De início foi um beijo lento e calmo como se pedisse permissão para aquilo, mas logo Martin me pegou ainda mais apertado com seus braços a minha volta e eu deixei-me envolver, até que um carro passou, viu a cena e buzinou me lembrando que estávamos na calçada, em público e não era aquele tipo de distância que pensei para nós.
Afastei-me de seus braços e não o encarei, o que o fez me dizer com a voz ríspida ou até triste:
— Vem, vamos para a casa. — Começou a andar como se fosse para eu segui-lo e assim eu fiz, mas estava com raiva do seu modo. Me beija e depois vira as costas como se eu fosse a errada em me afastar?
— Podemos só... esperar um pouco? Acho que fomos rápido demais no início, depois tudo o que aconteceu e...

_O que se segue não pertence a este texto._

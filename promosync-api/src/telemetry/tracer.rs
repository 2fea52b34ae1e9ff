//! Tracing subscriber initialization.

use tracing_subscriber::{layer::SubscriberExt, util::SubscriberInitExt, EnvFilter};

use crate::error::{ApiError, ApiResult};

/// Filter used when `RUST_LOG` is unset.
pub const DEFAULT_LOG_FILTER: &str = "promosync=debug,tower_http=info,info";

/// Telemetry configuration from environment variables.
#[derive(Debug, Clone)]
pub struct TelemetryConfig {
    pub service_name: String,
    pub service_version: String,
    /// Environment (production, staging, development)
    pub environment: String,
    /// Emit JSON lines instead of human-readable output
    pub json: bool,
}

impl Default for TelemetryConfig {
    fn default() -> Self {
        Self {
            service_name: std::env::var("PROMOSYNC_SERVICE_NAME")
                .unwrap_or_else(|_| "promosync".to_string()),
            service_version: env!("CARGO_PKG_VERSION").to_string(),
            environment: std::env::var("PROMOSYNC_ENVIRONMENT")
                .unwrap_or_else(|_| "development".to_string()),
            json: std::env::var("PROMOSYNC_LOG_JSON")
                .map(|s| s != "false" && s != "0")
                .unwrap_or(true),
        }
    }
}

/// Install the global tracing subscriber. Call once at startup.
pub fn init_tracing(config: &TelemetryConfig) -> ApiResult<()> {
    let env_filter =
        EnvFilter::try_from_default_env().unwrap_or_else(|_| EnvFilter::new(DEFAULT_LOG_FILTER));

    let registry = tracing_subscriber::registry().with(env_filter);
    let result = if config.json {
        registry
            .with(tracing_subscriber::fmt::layer().json())
            .try_init()
    } else {
        registry.with(tracing_subscriber::fmt::layer()).try_init()
    };
    result.map_err(|e| ApiError::internal_error(format!("Failed to init subscriber: {}", e)))?;

    tracing::info!(
        service_name = %config.service_name,
        service_version = %config.service_version,
        environment = %config.environment,
        "Telemetry initialized"
    );
    Ok(())
}
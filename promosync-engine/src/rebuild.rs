//! Replica rebuild coordinator.
//!
//! A cycle copies the whole primary into the shadow slot with striped
//! workers, then promotes the shadow slot in one rotation. Readers only
//! ever see the live slot, so they observe either the previous generation
//! or the new one.

use std::sync::atomic::{AtomicU64, Ordering};
use std::sync::Arc;
use std::time::{Duration, Instant};

use async_trait::async_trait;
use promosync_core::{RebuildConfig, SyncError, SyncEvent, SyncMetrics, SyncResult};
use promosync_events::EventHandler;
use promosync_storage::{PrimaryStore, ReplicaStore, Slot, SlotAssignment};
use tokio::sync::Mutex;
use tokio::task::JoinSet;

/// Offsets handled by `worker` of `workers`: `worker * batch_size`, then
/// every `workers * batch_size` after it, while below `total`.
pub fn stripe_offsets(
    total: u64,
    batch_size: u64,
    workers: u64,
    worker: u64,
) -> impl Iterator<Item = u64> {
    let batch_size = batch_size.max(1);
    let stride = workers.max(1).saturating_mul(batch_size);
    let start = worker.saturating_mul(batch_size);
    std::iter::successors(Some(start), move |offset| offset.checked_add(stride))
        .take_while(move |offset| *offset < total)
}

/// Outcome of a successful rebuild cycle.
#[derive(Debug, Clone, PartialEq)]
pub struct RebuildReport {
    /// Records copied into the new live slot.
    pub records: u64,
    pub batches: u64,
    pub assignment: SlotAssignment,
    pub elapsed: Duration,
}

/// Rebuilds the replica from the primary and rotates it live.
pub struct RebuildCoordinator {
    primary: Arc<dyn PrimaryStore>,
    replica: Arc<dyn ReplicaStore>,
    batch_size: u64,
    workers: u64,
    metrics: SyncMetrics,
    /// Serializes cycles within this process.
    cycle: Mutex<()>,
}

impl RebuildCoordinator {
    pub fn new(
        primary: Arc<dyn PrimaryStore>,
        replica: Arc<dyn ReplicaStore>,
        config: &RebuildConfig,
        metrics: SyncMetrics,
    ) -> Self {
        Self {
            primary,
            replica,
            batch_size: config.batch_size.max(1),
            workers: config.workers.max(1),
            metrics,
            cycle: Mutex::new(()),
        }
    }

    /// Run one full cycle. On failure the live slot is untouched and the
    /// shadow slot is left dirty until the next cycle clears it.
    pub async fn rebuild(&self) -> SyncResult<RebuildReport> {
        let _cycle = self.cycle.lock().await;
        let started = Instant::now();

        let result = self.run_cycle(started).await;
        self.metrics
            .record_rebuild(result.is_ok(), started.elapsed().as_secs_f64());

        match &result {
            Ok(report) => tracing::info!(
                records = report.records,
                batches = report.batches,
                generation = report.assignment.generation,
                slot = %report.assignment.live,
                elapsed_ms = report.elapsed.as_millis() as u64,
                "Rebuild complete"
            ),
            Err(e) => tracing::error!(error = %e, "Rebuild failed"),
        }
        result
    }

    async fn run_cycle(&self, started: Instant) -> SyncResult<RebuildReport> {
        let expected = self.replica.assignment().await?;
        let shadow = expected.shadow;
        tracing::debug!(assignment = %expected, "Rebuild cycle starting");

        self.replica.clear_slot(shadow).await?;
        self.metrics.record_db_operation("clear");

        let total = self.primary.count().await?;
        self.metrics.record_db_operation("count");

        let copied = Arc::new(AtomicU64::new(0));
        let batches = Arc::new(AtomicU64::new(0));
        let mut workers = JoinSet::new();
        for worker in 0..self.workers {
            workers.spawn(copy_stripe(
                StripeJob {
                    worker,
                    total,
                    batch_size: self.batch_size,
                    workers: self.workers,
                    shadow,
                },
                self.primary.clone(),
                self.replica.clone(),
                self.metrics.clone(),
                copied.clone(),
                batches.clone(),
            ));
        }

        // Join every worker, keeping the first failure by completion order.
        let mut first_error: Option<SyncError> = None;
        while let Some(joined) = workers.join_next().await {
            let outcome = joined
                .map_err(|e| SyncError::internal(format!("rebuild worker failed: {}", e)))
                .and_then(|result| result);
            if let Err(e) = outcome {
                match first_error {
                    None => first_error = Some(e),
                    Some(_) => tracing::debug!(error = %e, "Discarding later rebuild worker error"),
                }
            }
        }
        if let Some(e) = first_error {
            return Err(e);
        }

        let assignment = self.replica.rotate(&expected).await?;
        self.metrics.record_db_operation("rotate");

        if let Err(e) = self.replica.clear_slot(assignment.retired).await {
            tracing::warn!(
                slot = %assignment.retired,
                error = %e,
                "Failed to truncate retired slot; it is cleared again before reuse"
            );
        }

        Ok(RebuildReport {
            records: copied.load(Ordering::SeqCst),
            batches: batches.load(Ordering::SeqCst),
            assignment,
            elapsed: started.elapsed(),
        })
    }
}

#[derive(Debug, Clone, Copy)]
struct StripeJob {
    worker: u64,
    total: u64,
    batch_size: u64,
    workers: u64,
    shadow: Slot,
}

async fn copy_stripe(
    job: StripeJob,
    primary: Arc<dyn PrimaryStore>,
    replica: Arc<dyn ReplicaStore>,
    metrics: SyncMetrics,
    copied: Arc<AtomicU64>,
    batches: Arc<AtomicU64>,
) -> SyncResult<()> {
    for offset in stripe_offsets(job.total, job.batch_size, job.workers, job.worker) {
        let records = primary.batch(offset, job.batch_size).await?;
        metrics.record_db_operation("batch_read");
        if records.is_empty() {
            continue;
        }
        let inserted = replica.insert_batch(job.shadow, &records).await.map_err(|e| {
            tracing::warn!(worker = job.worker, offset = offset, slot = %job.shadow, error = %e, "Batch copy failed");
            e
        })?;
        metrics.record_db_operation("batch_insert");
        copied.fetch_add(inserted, Ordering::SeqCst);
        batches.fetch_add(1, Ordering::SeqCst);
        tracing::debug!(worker = job.worker, offset = offset, records = inserted, "Batch copied");
    }
    Ok(())
}

#[async_trait]
impl EventHandler for RebuildCoordinator {
    async fn handle(&self, event: &SyncEvent) -> SyncResult<()> {
        match event {
            SyncEvent::DatasetUpdated => self.rebuild().await.map(|_| ()),
            SyncEvent::Unknown => Ok(()),
        }
    }
}
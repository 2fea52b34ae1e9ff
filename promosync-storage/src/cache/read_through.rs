//! Cache-aside point lookups over the live replica slot.
//!
//! Entries are never invalidated by rebuilds; after a rotation a cached
//! record may be served for up to the configured TTL.

use std::sync::Arc;
use std::time::Duration;

use promosync_core::{Promotion, SyncMetrics, SyncResult};

use super::traits::CacheBackend;
use crate::traits::ReplicaStore;

/// Cache key for a promotion id.
pub fn cache_key(id: &str) -> String {
    format!("promotion:{}", id)
}

/// Cache-aside reader: cache first, then the live slot, then a
/// best-effort cache fill.
#[derive(Clone)]
pub struct CacheAside {
    cache: Arc<dyn CacheBackend>,
    replica: Arc<dyn ReplicaStore>,
    ttl: Duration,
    metrics: SyncMetrics,
}

impl CacheAside {
    pub fn new(
        cache: Arc<dyn CacheBackend>,
        replica: Arc<dyn ReplicaStore>,
        ttl: Duration,
        metrics: SyncMetrics,
    ) -> Self {
        Self {
            cache,
            replica,
            ttl,
            metrics,
        }
    }

    pub fn ttl(&self) -> Duration {
        self.ttl
    }

    /// Look up `id`. `Ok(None)` means not found in the live slot.
    ///
    /// Cache failures never fail the read; store failures do.
    pub async fn get(&self, id: &str) -> SyncResult<Option<Promotion>> {
        let key = cache_key(id);

        match self.cache.get(&key).await {
            Ok(Some(bytes)) => match serde_json::from_slice::<Promotion>(&bytes) {
                Ok(promotion) => {
                    self.metrics.cache_hits.inc();
                    return Ok(Some(promotion));
                }
                Err(e) => {
                    tracing::warn!(id = %id, error = %e, "Undecodable cache entry, reading through");
                }
            },
            Ok(None) => {}
            Err(e) => {
                tracing::warn!(id = %id, error = %e, "Cache read failed, reading through");
            }
        }

        self.metrics.cache_misses.inc();

        let promotion = self.replica.get_live(id).await?;
        self.metrics.record_db_operation("read");

        if let Some(promotion) = &promotion {
            self.fill(&key, promotion).await;
        }

        Ok(promotion)
    }

    async fn fill(&self, key: &str, promotion: &Promotion) {
        let bytes = match serde_json::to_vec(promotion) {
            Ok(bytes) => bytes,
            Err(e) => {
                tracing::warn!(id = %promotion.id, error = %e, "Failed to encode cache entry");
                return;
            }
        };
        if let Err(e) = self.cache.set(key, &bytes, self.ttl).await {
            tracing::warn!(id = %promotion.id, error = %e, "Failed to populate cache");
        }
    }
}
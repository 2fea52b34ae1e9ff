//! Embedded, versioned schema migrations.
//!
//! Each migration runs in its own transaction together with its row in
//! `schema_migrations`, under a transaction-scoped advisory lock so two
//! processes booting at once apply each version exactly once.

use deadpool_postgres::Pool;
use promosync_core::{RetryPolicy, StorageError, SyncResult};

use crate::postgres::{pool_error, query_error};

/// One embedded SQL migration.
#[derive(Debug, Clone, Copy, PartialEq, Eq)]
pub struct Migration {
    pub version: i64,
    pub name: &'static str,
    pub sql: &'static str,
}

/// Schema of the primary (write) database.
pub const PRIMARY_MIGRATIONS: &[Migration] = &[
    Migration {
        version: 1,
        name: "promotions",
        sql: include_str!("../migrations/primary/001_promotions.sql"),
    },
    Migration {
        version: 2,
        name: "sync_events",
        sql: include_str!("../migrations/primary/002_sync_events.sql"),
    },
];

/// Schema of the replica (read) database.
pub const REPLICA_MIGRATIONS: &[Migration] = &[
    Migration {
        version: 1,
        name: "slots",
        sql: include_str!("../migrations/replica/001_slots.sql"),
    },
    Migration {
        version: 2,
        name: "live_view",
        sql: include_str!("../migrations/replica/002_live_view.sql"),
    },
];

const MIGRATION_LOCK_KEY: i64 = 0x7072_6f6d_6f73;

const CREATE_MIGRATIONS_TABLE: &str = "CREATE TABLE IF NOT EXISTS schema_migrations (
    version BIGINT PRIMARY KEY,
    name TEXT NOT NULL,
    applied_at TIMESTAMPTZ NOT NULL DEFAULT now()
)";

/// Apply every migration in `set` not yet recorded. Returns how many ran.
pub async fn apply_migrations(pool: &Pool, set: &[Migration]) -> SyncResult<usize> {
    let mut client = pool.get().await.map_err(pool_error)?;

    client
        .batch_execute(CREATE_MIGRATIONS_TABLE)
        .await
        .map_err(|e| query_error("create_schema_migrations", e))?;

    let mut applied = 0;
    for migration in set {
        let tx = client
            .transaction()
            .await
            .map_err(|e| migration_error(migration, e))?;

        tx.execute("SELECT pg_advisory_xact_lock($1)", &[&MIGRATION_LOCK_KEY])
            .await
            .map_err(|e| migration_error(migration, e))?;

        let already = tx
            .query_opt(
                "SELECT 1 FROM schema_migrations WHERE version = $1",
                &[&migration.version],
            )
            .await
            .map_err(|e| migration_error(migration, e))?
            .is_some();
        if already {
            // Dropping the transaction releases the advisory lock.
            continue;
        }

        tx.batch_execute(migration.sql)
            .await
            .map_err(|e| migration_error(migration, e))?;
        tx.execute(
            "INSERT INTO schema_migrations (version, name) VALUES ($1, $2)",
            &[&migration.version, &migration.name],
        )
        .await
        .map_err(|e| migration_error(migration, e))?;
        tx.commit()
            .await
            .map_err(|e| migration_error(migration, e))?;

        tracing::info!(
            version = migration.version,
            name = migration.name,
            "Applied migration"
        );
        applied += 1;
    }

    Ok(applied)
}

/// [`apply_migrations`] under the retry helper.
pub async fn apply_migrations_with_retry(
    pool: &Pool,
    set: &[Migration],
    policy: RetryPolicy,
) -> SyncResult<usize> {
    promosync_core::retry(policy, || apply_migrations(pool, set))
        .await
        .map_err(|e| {
            tracing::error!(attempts = e.attempts, error = %e.last, "Migrations failed");
            e.into_last()
        })
}

fn migration_error(migration: &Migration, e: tokio_postgres::Error) -> StorageError {
    StorageError::Migration {
        version: migration.version,
        name: migration.name,
        reason: e.to_string(),
    }
}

— Podemos. — Tirou sua blusa e colocou sobre meus ombros. — Você está gelada. — disse ainda com aquele tom distante e eu queria arrancar a cabeça dele e fazê-lo me escutar, mas apenas continuamos andando em silêncio até que não demorou e estávamos entrando em casa e sendo recebidos por dona Cássia.
— Chegaram meus filhos. — Sua recepção calorosa me fez rir. — Já fiz o jantar mais cedo, porque imaginei que Rosabel chegaria com fome. Vão lavar as mãos e venham. — Parecia falar com duas crianças.
Ambos fizemos como dona Cássia disse e logo estávamos os três sentados à mesa.
— Vocês estão tão quietos. Aconteceu alguma coisa? — dona Cássia perguntou.
— Cansaço. Hoje a loja esteve cheia durante todo o dia — menti.
— Ah, isso é bom.
— É sim.
— E você Martin? — perguntou ao filho, mas ele só deu de ombros e colocou uma garfada de carne na boca, então ela insistiu: — Cansaço também?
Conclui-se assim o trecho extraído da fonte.